TRACK LIST:                             

1.  My Little Victim 4:24
2.  Little Gods & Bastards 6:02
3.  Mirrors 6:57
4.  The Pop Song 4:29
5.  Second Thought 4:57
6.  Ava G 5:19
7.  Blues for Scheherezade 6:04
8.  Sarcasm 5:52
9.  Yesterdayhead 6:14
10. Face Down at the Apocalypse 4:41

All tracks: by Ritual.
Produced by Ritual.


Mike Day - lead vocals
Jon Tompkins - guitar; backing vocals
George Radai - bass; backing vocals
Ken Rosser - acoustic guitar
Hampton Flannigan - drums
Michele DiSisto - drums
Mark Segal - percussion 

Prolusion. "Nothing Strange" is thus far the only full-length album by RITUAL, though all the members are experienced musicians. Don't confuse them with the Swedish band of the same name, as these men are from California. (It would be interesting to know if they have heard of each other. Unlikely.)
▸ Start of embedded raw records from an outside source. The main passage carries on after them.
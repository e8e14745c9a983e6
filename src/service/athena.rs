//! HTTP client for the managed query service.
//!
//! Speaks the service's JSON 1.1 RPC protocol: every operation is a POST to
//! the endpoint with the operation named in the `X-Amz-Target` header.
//! Requests are not signed in-process; point `endpoint` at a signing proxy or
//! a local emulator, optionally with a bearer token.

use std::time::Duration;

use async_trait::async_trait;
use reqwest::Client;
use serde::de::DeserializeOwned;
use serde::{Deserialize, Serialize};

use super::{QueryHandle, QueryService, QueryState, QueryStatus, QuerySubmission, ResultPage, ServiceResult};
use crate::error::{QueryError, Result, ServiceError};

/// Default timeout for API requests.
const DEFAULT_TIMEOUT_SECS: u64 = 30;

/// Largest page the service will return.
pub const MAX_PAGE_SIZE: u32 = 1000;

const TARGET_PREFIX: &str = "AmazonAthena";
const CONTENT_TYPE: &str = "application/x-amz-json-1.1";

/// Query service client configuration.
#[derive(Debug, Clone)]
pub struct AthenaConfig {
    /// Base URL requests are POSTed to.
    pub endpoint: String,
    /// Request timeout in seconds.
    pub timeout_secs: u64,
    /// Rows requested per result page.
    pub page_size: u32,
    /// Optional bearer token for the signing proxy.
    pub auth_token: Option<String>,
}

impl AthenaConfig {
    /// Creates a new config for the given endpoint.
    pub fn new(endpoint: impl Into<String>) -> Self {
        Self {
            endpoint: endpoint.into(),
            timeout_secs: DEFAULT_TIMEOUT_SECS,
            page_size: MAX_PAGE_SIZE,
            auth_token: None,
        }
    }

    /// Returns the public endpoint for a region.
    pub fn regional_endpoint(region: &str) -> String {
        format!("https://athena.{region}.amazonaws.com")
    }

    /// Sets the request timeout.
    pub fn with_timeout(mut self, timeout_secs: u64) -> Self {
        self.timeout_secs = timeout_secs;
        self
    }

    /// Sets the page size, clamped to what the service accepts.
    pub fn with_page_size(mut self, page_size: u32) -> Self {
        self.page_size = page_size.clamp(1, MAX_PAGE_SIZE);
        self
    }

    /// Sets the bearer token.
    pub fn with_auth_token(mut self, token: impl Into<String>) -> Self {
        self.auth_token = Some(token.into());
        self
    }
}

/// Query service client.
#[derive(Debug, Clone)]
pub struct AthenaClient {
    config: AthenaConfig,
    client: Client,
}

impl AthenaClient {
    /// Creates a new client with the given configuration.
    pub fn new(config: AthenaConfig) -> Result<Self> {
        let client = Client::builder()
            .timeout(Duration::from_secs(config.timeout_secs))
            .build()
            .map_err(|e| QueryError::config(format!("Failed to create HTTP client: {}", e)))?;

        Ok(Self { config, client })
    }

    /// Returns the configuration this client was built with.
    pub fn config(&self) -> &AthenaConfig {
        &self.config
    }

    /// Sends one RPC call and decodes its response.
    async fn call<Req, Resp>(&self, operation: &str, request: &Req) -> ServiceResult<Resp>
    where
        Req: Serialize + Sync,
        Resp: DeserializeOwned,
    {
        let mut builder = self
            .client
            .post(&self.config.endpoint)
            .header("Content-Type", CONTENT_TYPE)
            .header("X-Amz-Target", format!("{TARGET_PREFIX}.{operation}"))
            .json(request);

        if let Some(token) = &self.config.auth_token {
            builder = builder.bearer_auth(token);
        }

        let response = builder
            .send()
            .await
            .map_err(|e| ServiceError::http(format!("{operation}: {e}")))?;

        let status = response.status();
        let body = response
            .text()
            .await
            .map_err(|e| ServiceError::http(format!("{operation}: failed to read response: {e}")))?;

        if !status.is_success() {
            return Err(Self::parse_error(status, &body));
        }

        serde_json::from_str(&body)
            .map_err(|e| ServiceError::decode(format!("{operation}: {e}")))
    }

    /// Parses an API error response.
    fn parse_error(status: reqwest::StatusCode, body: &str) -> ServiceError {
        if let Ok(error) = serde_json::from_str::<ApiErrorResponse>(body) {
            let code = error
                .error_type
                .as_deref()
                .map(|t| t.rsplit('#').next().unwrap_or(t).to_string())
                .unwrap_or_else(|| status.as_u16().to_string());
            let message = error
                .message
                .or(error.message_upper)
                .unwrap_or_else(|| status.to_string());
            return ServiceError::api(code, message);
        }

        ServiceError::api(status.as_u16().to_string(), body.trim().to_string())
    }
}

#[async_trait]
impl QueryService for AthenaClient {
    async fn submit(&self, submission: &QuerySubmission) -> ServiceResult<QueryHandle> {
        let request = StartQueryExecutionRequest {
            query_string: &submission.statement,
            query_execution_context: submission
                .dataset
                .as_deref()
                .map(|database| QueryExecutionContext { database }),
            result_configuration: ResultConfiguration {
                output_location: &submission.output_location,
            },
        };

        let response: StartQueryExecutionResponse =
            self.call("StartQueryExecution", &request).await?;
        Ok(QueryHandle::new(response.query_execution_id))
    }

    async fn poll(&self, handle: &QueryHandle) -> ServiceResult<QueryStatus> {
        let request = QueryExecutionIdRequest {
            query_execution_id: handle.as_str(),
        };
        let response: GetQueryExecutionResponse =
            self.call("GetQueryExecution", &request).await?;

        let status = response.query_execution.status;
        let state = QueryState::parse(&status.state)
            .ok_or_else(|| ServiceError::decode(format!("Unknown query state '{}'", status.state)))?;

        Ok(QueryStatus {
            state,
            reason: status.state_change_reason,
        })
    }

    async fn fetch_page(
        &self,
        handle: &QueryHandle,
        token: Option<&str>,
    ) -> ServiceResult<ResultPage> {
        let request = GetQueryResultsRequest {
            query_execution_id: handle.as_str(),
            next_token: token,
            max_results: self.config.page_size,
        };
        let response: GetQueryResultsResponse = self.call("GetQueryResults", &request).await?;

        let rows = response
            .result_set
            .rows
            .into_iter()
            .map(|row| row.data.into_iter().map(|d| d.var_char_value).collect())
            .collect();

        Ok(ResultPage {
            rows,
            next_token: response.next_token,
        })
    }

    async fn cancel(&self, handle: &QueryHandle) -> ServiceResult<()> {
        let request = QueryExecutionIdRequest {
            query_execution_id: handle.as_str(),
        };
        let _: serde_json::Value = self.call("StopQueryExecution", &request).await?;
        Ok(())
    }
}

// Wire types

#[derive(Debug, Serialize)]
#[serde(rename_all = "PascalCase")]
struct StartQueryExecutionRequest<'a> {
    query_string: &'a str,
    #[serde(skip_serializing_if = "Option::is_none")]
    query_execution_context: Option<QueryExecutionContext<'a>>,
    result_configuration: ResultConfiguration<'a>,
}

#[derive(Debug, Serialize)]
#[serde(rename_all = "PascalCase")]
struct QueryExecutionContext<'a> {
    database: &'a str,
}

#[derive(Debug, Serialize)]
#[serde(rename_all = "PascalCase")]
struct ResultConfiguration<'a> {
    output_location: &'a str,
}

#[derive(Debug, Deserialize)]
#[serde(rename_all = "PascalCase")]
struct StartQueryExecutionResponse {
    query_execution_id: String,
}

#[derive(Debug, Serialize)]
#[serde(rename_all = "PascalCase")]
struct QueryExecutionIdRequest<'a> {
    query_execution_id: &'a str,
}

#[derive(Debug, Deserialize)]
#[serde(rename_all = "PascalCase")]
struct GetQueryExecutionResponse {
    query_execution: QueryExecution,
}

#[derive(Debug, Deserialize)]
#[serde(rename_all = "PascalCase")]
struct QueryExecution {
    status: ExecutionStatus,
}

#[derive(Debug, Deserialize)]
#[serde(rename_all = "PascalCase")]
struct ExecutionStatus {
    state: String,
    state_change_reason: Option<String>,
}

#[derive(Debug, Serialize)]
#[serde(rename_all = "PascalCase")]
struct GetQueryResultsRequest<'a> {
    query_execution_id: &'a str,
    #[serde(skip_serializing_if = "Option::is_none")]
    next_token: Option<&'a str>,
    max_results: u32,
}

#[derive(Debug, Deserialize)]
#[serde(rename_all = "PascalCase")]
struct GetQueryResultsResponse {
    result_set: WireResultSet,
    next_token: Option<String>,
}

#[derive(Debug, Default, Deserialize)]
#[serde(rename_all = "PascalCase")]
struct WireResultSet {
    #[serde(default)]
    rows: Vec<WireRow>,
}

#[derive(Debug, Deserialize)]
#[serde(rename_all = "PascalCase")]
struct WireRow {
    #[serde(default)]
    data: Vec<Datum>,
}

#[derive(Debug, Deserialize)]
#[serde(rename_all = "PascalCase")]
struct Datum {
    var_char_value: Option<String>,
}

#[derive(Debug, Deserialize)]
struct ApiErrorResponse {
    #[serde(rename = "__type")]
    error_type: Option<String>,
    message: Option<String>,
    #[serde(rename = "Message")]
    message_upper: Option<String>,
}
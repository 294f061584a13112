//! TLS credential loading.
//!
//! Credentials are configured as file paths and read once at bind time; a
//! missing or unreadable file fails server construction instead of the first
//! handshake.

use std::fs;
use std::path::Path;

use rpckit_config::TlsConfig;

use crate::error::ServerError;

/// PEM-encoded server credentials.
///
/// A present `ca_cert` means client certificates are required (mutual TLS).
#[derive(Clone)]
pub struct TlsCredentials {
    cert: Vec<u8>,
    key: Vec<u8>,
    ca_cert: Option<Vec<u8>>,
}

impl TlsCredentials {
    /// The PEM-encoded certificate chain.
    #[must_use]
    pub fn cert(&self) -> &[u8] {
        &self.cert
    }

    /// The PEM-encoded private key.
    #[must_use]
    pub fn key(&self) -> &[u8] {
        &self.key
    }

    /// The PEM-encoded client CA certificate, when mutual TLS is configured.
    #[must_use]
    pub fn ca_cert(&self) -> Option<&[u8]> {
        self.ca_cert.as_deref()
    }

    /// Whether clients must present a certificate.
    #[must_use]
    pub fn client_auth_required(&self) -> bool {
        self.ca_cert.is_some()
    }
}

impl std::fmt::Debug for TlsCredentials {
    // key material stays out of logs
    fn fmt(&self, f: &mut std::fmt::Formatter<'_>) -> std::fmt::Result {
        f.debug_struct("TlsCredentials")
            .field("cert_len", &self.cert.len())
            .field("client_auth_required", &self.client_auth_required())
            .finish_non_exhaustive()
    }
}

/// Loads the credentials named by `config`.
///
/// Returns `Ok(None)` when TLS is not configured.
///
/// # Errors
///
/// Returns [`ServerError::TlsFile`] naming the offending path when any
/// configured file cannot be read.
pub fn load_credentials(config: &TlsConfig) -> Result<Option<TlsCredentials>, ServerError> {
    let (Some(cert_path), Some(key_path)) = (&config.cert, &config.key) else {
        return Ok(None);
    };

    let cert = read_pem(cert_path)?;
    let key = read_pem(key_path)?;
    let ca_cert = config
        .ca_cert
        .as_deref()
        .map(read_pem)
        .transpose()?;

    Ok(Some(TlsCredentials { cert, key, ca_cert }))
}

fn read_pem(path: &Path) -> Result<Vec<u8>, ServerError> {
    fs::read(path).map_err(|source| ServerError::tls_file(path, source))
}

#[cfg(test)]
mod tests {
    use super::*;
    use std::io::Write;
    use std::path::PathBuf;
    use tempfile::TempDir;

    fn write_pem(dir: &TempDir, name: &str, body: &[u8]) -> PathBuf {
        let path = dir.path().join(name);
        let mut file = std::fs::File::create(&path).expect("create file");
        file.write_all(body).expect("write file");
        path
    }

    #[test]
    fn test_unconfigured_tls_is_none() {
        let config = TlsConfig::default();
        assert!(load_credentials(&config).expect("no error").is_none());
    }

    #[test]
    fn test_loads_cert_and_key() {
        let dir = TempDir::new().expect("tempdir");
        let config = TlsConfig {
            cert: Some(write_pem(&dir, "server.pem", b"CERT")),
            key: Some(write_pem(&dir, "server.key", b"KEY")),
            ca_cert: None,
        };

        let credentials = load_credentials(&config)
            .expect("no error")
            .expect("configured");
        assert_eq!(credentials.cert(), b"CERT");
        assert_eq!(credentials.key(), b"KEY");
        assert!(!credentials.client_auth_required());
    }

    #[test]
    fn test_ca_cert_enables_client_auth() {
        let dir = TempDir::new().expect("tempdir");
        let config = TlsConfig {
            cert: Some(write_pem(&dir, "server.pem", b"CERT")),
            key: Some(write_pem(&dir, "server.key", b"KEY")),
            ca_cert: Some(write_pem(&dir, "ca.pem", b"CA")),
        };

        let credentials = load_credentials(&config)
            .expect("no error")
            .expect("configured");
        assert_eq!(credentials.ca_cert(), Some(b"CA".as_slice()));
        assert!(credentials.client_auth_required());
    }

    #[test]
    fn test_missing_key_file_fails_naming_path() {
        let dir = TempDir::new().expect("tempdir");
        let missing = dir.path().join("absent.key");
        let config = TlsConfig {
            cert: Some(write_pem(&dir, "server.pem", b"CERT")),
            key: Some(missing.clone()),
            ca_cert: None,
        };

        match load_credentials(&config) {
            Err(ServerError::TlsFile { path, .. }) => assert_eq!(path, missing),
            other => panic!("expected TlsFile error, got {other:?}"),
        }
    }

    #[test]
    fn test_debug_output_hides_key_material() {
        let dir = TempDir::new().expect("tempdir");
        let config = TlsConfig {
            cert: Some(write_pem(&dir, "server.pem", b"CERT")),
            key: Some(write_pem(&dir, "server.key", b"SECRET-KEY")),
            ca_cert: None,
        };
        let credentials = load_credentials(&config)
            .expect("no error")
            .expect("configured");
        let rendered = format!("{credentials:?}");
        assert!(!rendered.contains("SECRET-KEY"));
    }
}
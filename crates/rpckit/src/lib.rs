//! # rpckit
//!
//! **Request-context propagation and interceptor pipeline for RPC services**
//!
//! rpckit gives an RPC server application-object ergonomics without implicit
//! globals: an [`App`](core::App) carrying lifecycle hooks and error
//! handlers, per-call [`RequestContext`](core::RequestContext)s addressable
//! through ambient accessors, and a fixed interceptor pipeline every call
//! flows through.
//!
//! ## Quick start
//!
//! ```
//! use std::sync::Arc;
//! use rpckit::prelude::*;
//!
//! let app = Arc::new(App::new("echo"));
//!
//! app.before_request(|_request| Box::pin(async { Ok(None) }));
//! app.teardown_request(|_error| tracing::debug!("call finished"));
//!
//! let mut service = Service::new("echo.Echo");
//! service
//!     .add_fn("Ping", |request| {
//!         let payload = request.payload().clone();
//!         Box::pin(async move { Ok(Response::new(payload)) })
//!     })
//!     .expect("fresh method");
//! app.add_service(service).expect("fresh service");
//!
//! let server = Server::builder(app).build().expect("no TLS configured");
//! // hand server.dispatcher() to a transport
//! ```
//!
//! ## Pipeline
//!
//! The call pipeline is fixed and cannot be reordered:
//!
//! ```text
//! ExceptionStage      context push/pop, error translation
//!   MiddlewareStage   before hooks, after hooks, reflection bypass
//!     interceptors    registration order = onion order
//!       handler
//! ```

#![doc(html_root_url = "https://docs.rs/rpckit/0.1.0")]
#![warn(missing_docs)]
#![forbid(unsafe_code)]

pub use rpckit_config as config;
pub use rpckit_core as core;
pub use rpckit_interceptor as interceptor;
pub use rpckit_server as server;
pub use rpckit_telemetry as telemetry;

/// Commonly used types, importable in one line.
pub mod prelude {
    pub use rpckit_config::{ConfigLoader, RpckitConfig};
    pub use rpckit_core::{
        current_app, current_request, scratch, App, AppContext, Metadata, Request, RequestContext,
        Response, RpcError, RpcResult, Service, StatusCode,
    };
    pub use rpckit_interceptor::{FnInterceptor, Interceptor, InterceptorChain, Next};
    pub use rpckit_server::{Dispatcher, Server, ServerBuilder, ShutdownSignal, Transport};
}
Analysis. Considering the high degree of originality of most of the material, "Nothing Strange" is a good album, at least overall. However, the last two tracks are so banal and uninteresting that I've lost my vigor while listening to them. So I fear the review will be pretty uninspired, although I understand that it's improper to be led by emotions. All ten of the tracks present are songs, and the first four are vocal heavy, with very few independently developing instrumental arrangements. Although Mike Day quite successfully avoids Hard Rock singing standards, the music remains just Hard Rock, bright, melodic, but very simple. Only Mirrors has some great, i.e. progressive, moments. It should have been placed on the fourth position, near Second Thought, as there is much in common between these. Then the overall picture would've been much more coherent. Ava G, Blues for Scheherezade and Sarcasm, following one another are excellent if not brilliant. The guest musicians, especially an acoustic guitar player and a percussionist, shine throughout, weaving a really intricate web and eliciting unbelievably beautiful sounds from their instruments. It is a bit hard to describe the music, because it is so varied and constantly shifting. Not just from song to song, but within each of these songs there can be elements of soaring beauty, which segue into amazing Middle Eastern patterns. In fact, there is something magical about the music on these three. As the curtain falls, we get two boring, excessively traditional Blues Rock songs, though it would have worked somewhat better if they were separated from each other and placed among the other tracks. In 2004 the band released a single Good War (6:30). Once again, it's just a nice American Hard Rock, but nothing more.

Conclusion. Traditions and novelties, ordinary and excellent songs adjoin on this album, so it left me with rather ambivalent feelings. As mentioned, this is a rather good effort, but only three tracks (five at best), are worthy from a progressive standpoint.